Coat of Arms - Armoiries
  • Date:  2005-06-22
  • Dossier:  561-34-24
  • Référence:  2005 CRTFP 60

Devant la Commission des relations de travail dans la fonction publique



ENTRE

HAROLD BRYAN PEREVERSEFF

plaignant

et

AGENCE DES DOUANES ET DU REVENU DU CANADA

employeur

Répertorié
Pereverseff c. Agence des douanes et du revenu du Canada

Affaire concernant une plainte logée en vertu de l'article 23 de la Loi sur les relations de travail dans la fonction publique, L.R.C. (1985), ch. P-35

MOTIFS DE DÉCISION

Devant : John Steeves, commissaire

Pour le plaignant  : Harold Pereverseff

Pour l'employeur  : Simon Kamel, avocat


Affaire entendue à Lethbridge (Alberta),
le 31 mai 2005.
(Traduction de la C.R.T.F.P.)


Plainte devant la Commission

[1]   Il s’agit d’une décision concernant une objection préliminaire de l’employeur.

[2]   Le 6 avril 2004, le plaignant a présenté une demande en vertu de l’article 23 de la Loi sur les relations de travail dans la fonction publique (l’ancienne Loi). Il allègue qu’un membre de la direction est intervenu dans la formation d’une organisation syndicale en contravention du paragraphe 8(1).

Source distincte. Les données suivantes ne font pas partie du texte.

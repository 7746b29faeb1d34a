//! Geofence validation at attendance-capture time.
//!
//! The scan itself is pure ([`resolve_location`]); the service wraps it
//! with zone storage. With no active zones configured the feature is
//! effectively disabled and every point validates.

use validator::Validate;

use crate::db::DbPool;
use crate::error::EngineError;
use crate::models::geofence::{
    is_within_geofence, CreateGeofencePayload, Geofence, LocationCheck,
};
use crate::repositories::{GeofenceRepository, GeofenceRepositoryTrait};
use crate::types::GeofenceId;

/// Scan zones (in definition order) for a GPS point.
///
/// With a target zone name: valid when inside the radius, or when the zone
/// does not require validation. Without one: the first containing zone
/// matches; otherwise the nearest zone is reported and the point is
/// invalid.
pub fn resolve_location(
    zones: &[Geofence],
    latitude: f64,
    longitude: f64,
    target_zone: Option<&str>,
) -> LocationCheck {
    if zones.is_empty() {
        return LocationCheck::disabled();
    }

    if let Some(name) = target_zone {
        if let Some(zone) = zones.iter().find(|z| z.name == name) {
            let (center_lat, center_lon) = zone.center();
            let (within, distance) = is_within_geofence(
                latitude,
                longitude,
                center_lat,
                center_lon,
                zone.radius_meters as f64,
            );
            return LocationCheck {
                is_valid: within || !zone.validation_required,
                matched_zone: within.then(|| zone.name.clone()),
                nearest_zone: Some(zone.name.clone()),
                distance_meters: Some(distance),
                within_radius: within,
                validation_required: zone.validation_required,
                message: if within {
                    format!("Within {}", zone.name)
                } else {
                    format!("{:.0}m from {}", distance, zone.name)
                },
            };
        }
        // Unknown target names fall through to the open scan: "Work From
        // Home" and friends have no zone on file.
    }

    let mut nearest: Option<(&Geofence, f64)> = None;
    for zone in zones {
        let (center_lat, center_lon) = zone.center();
        let (within, distance) = is_within_geofence(
            latitude,
            longitude,
            center_lat,
            center_lon,
            zone.radius_meters as f64,
        );
        if within {
            return LocationCheck {
                is_valid: true,
                matched_zone: Some(zone.name.clone()),
                nearest_zone: Some(zone.name.clone()),
                distance_meters: Some(distance),
                within_radius: true,
                validation_required: zone.validation_required,
                message: format!("Location detected: {}", zone.name),
            };
        }
        if nearest.map_or(true, |(_, best)| distance < best) {
            nearest = Some((zone, distance));
        }
    }

    let (zone, distance) = nearest.expect("zones is non-empty");
    LocationCheck {
        is_valid: false,
        matched_zone: None,
        nearest_zone: Some(zone.name.clone()),
        distance_meters: Some(distance),
        within_radius: false,
        validation_required: zone.validation_required,
        message: format!("Outside all geofences. Nearest: {} ({:.0}m)", zone.name, distance),
    }
}

pub struct GeofenceService<G = GeofenceRepository> {
    db: DbPool,
    geofences: G,
}

impl GeofenceService {
    pub fn new(db: DbPool) -> Self {
        Self::with_parts(db, GeofenceRepository::new())
    }
}

impl<G> GeofenceService<G>
where
    G: GeofenceRepositoryTrait,
{
    pub fn with_parts(db: DbPool, geofences: G) -> Self {
        Self { db, geofences }
    }

    /// Validate a GPS point, optionally against a named zone.
    pub async fn validate_location(
        &self,
        latitude: f64,
        longitude: f64,
        target_zone: Option<&str>,
    ) -> Result<LocationCheck, EngineError> {
        let zones = self.geofences.list_active(&self.db).await?;
        Ok(resolve_location(&zones, latitude, longitude, target_zone))
    }

    /// Create a zone; names are unique.
    pub async fn create_zone(
        &self,
        payload: CreateGeofencePayload,
    ) -> Result<Geofence, EngineError> {
        payload.validate()?;
        let zone = Geofence::new(payload);
        self.geofences.insert(&self.db, &zone).await
    }

    /// Logically delete a zone.
    pub async fn deactivate_zone(&self, id: GeofenceId) -> Result<(), EngineError> {
        let touched = self.geofences.deactivate(&self.db, id).await?;
        if touched == 0 {
            return Err(EngineError::NotFound("geofence".into()));
        }
        Ok(())
    }

    /// All active zones, in definition order.
    pub async fn zones(&self) -> Result<Vec<Geofence>, EngineError> {
        self.geofences.list_active(&self.db).await
    }
}
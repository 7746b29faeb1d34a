use chrono::{DateTime, Utc};
use rust_decimal::Decimal;
use serde::{Deserialize, Serialize};
use sqlx::FromRow;

use crate::models::leave::LeaveType;
use crate::types::{EmployeeId, LeaveBalanceId};

/// Per-employee, per-year, per-type leave balance.
///
/// The available quantity is always derived, never stored:
/// `entitlement + carried_forward + adjustment - used - pending`.
/// Offset days (compensatory leave earned from overtime) are tracked
/// separately and do not enter the formula directly.
#[derive(Debug, Clone, Serialize, Deserialize, FromRow)]
pub struct LeaveBalance {
    pub id: LeaveBalanceId,
    pub employee_id: EmployeeId,
    pub year: i32,
    pub leave_type: LeaveType,
    pub entitlement: Decimal,
    pub carried_forward: Decimal,
    pub used: Decimal,
    pub pending: Decimal,
    pub adjustment: Decimal,
    pub adjustment_reason: Option<String>,
    pub offset_days_used: Decimal,
    pub created_at: DateTime<Utc>,
    pub updated_at: DateTime<Utc>,
}

impl LeaveBalance {
    /// A zeroed balance row, as created implicitly on first approval.
    pub fn zeroed(employee_id: EmployeeId, year: i32, leave_type: LeaveType) -> Self {
        let now = Utc::now();
        Self {
            id: LeaveBalanceId::new(),
            employee_id,
            year,
            leave_type,
            entitlement: Decimal::ZERO,
            carried_forward: Decimal::ZERO,
            used: Decimal::ZERO,
            pending: Decimal::ZERO,
            adjustment: Decimal::ZERO,
            adjustment_reason: None,
            offset_days_used: Decimal::ZERO,
            created_at: now,
            updated_at: now,
        }
    }

    pub fn available(&self) -> Decimal {
        self.entitlement + self.carried_forward + self.adjustment - self.used - self.pending
    }
}
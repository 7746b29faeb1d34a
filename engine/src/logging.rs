use tracing_subscriber::{layer::SubscriberExt, util::SubscriberInitExt};

/// Initialize tracing for a host binary or a test run.
///
/// Honors `RUST_LOG`; defaults to debug output for the engine itself.
pub fn init_tracing() {
    tracing_subscriber::registry()
        .with(
            tracing_subscriber::EnvFilter::try_from_default_env()
                .unwrap_or_else(|_| "worktally_engine=debug".into()),
        )
        .with(tracing_subscriber::fmt::layer())
        .init();
}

[3]   À titre préliminaire, l’employeur soutient que je ne suis pas compétent pour instruire la plainte. Il prétend qu’une demande alléguant violation de l’article 8 de l’ancienne Loi peut seulement être présentée par une organisation syndicale telle que l’agent négociateur et qu’il n’est pas loisible à un particulier de présenter une demande de ce genre.

[4]   Le 1er avril 2005, la nouvelle Loi sur les relations de travail dans la fonction publique (la « nouvelle Loi  »), édictée par l’article 2 de la Loi sur la modernisation de la fonction publique, L.C. 2003, ch. 22, a été proclamée en vigueur. En vertu de l’article 39 de la Loi sur la modernisation de la fonction publique, la Commission demeure saisie de cette plainte, qui doit être décidée conformément à la nouvelle Loi.

Résumé de la preuve

[5]   L’employeur exploite des bureaux dans toutes les régions du Canada et emploie du personnel pour recouvrer les recettes et faire enquête sur des affaires connexes, notamment. Les événements à l’origine de la plainte se sont produits à Lethbridge (Alberta).

[6]   Le plaignant est M. Harold Pereverseff. Il est employé par l’employeur et assume parallèlement la charge de délégué syndical en chef de la section locale du Syndicat des employé(e)s de l’impôt (SEI). Depuis 2003, il y a une section locale du SEI au bureau de l’employeur situé à Lethbridge.

[7]   Le 26 février 2004, la section locale du SEI à Lethbridge a tenu son assemblée générale annuelle. Tous les membres en règle étaient autorisés à y participer.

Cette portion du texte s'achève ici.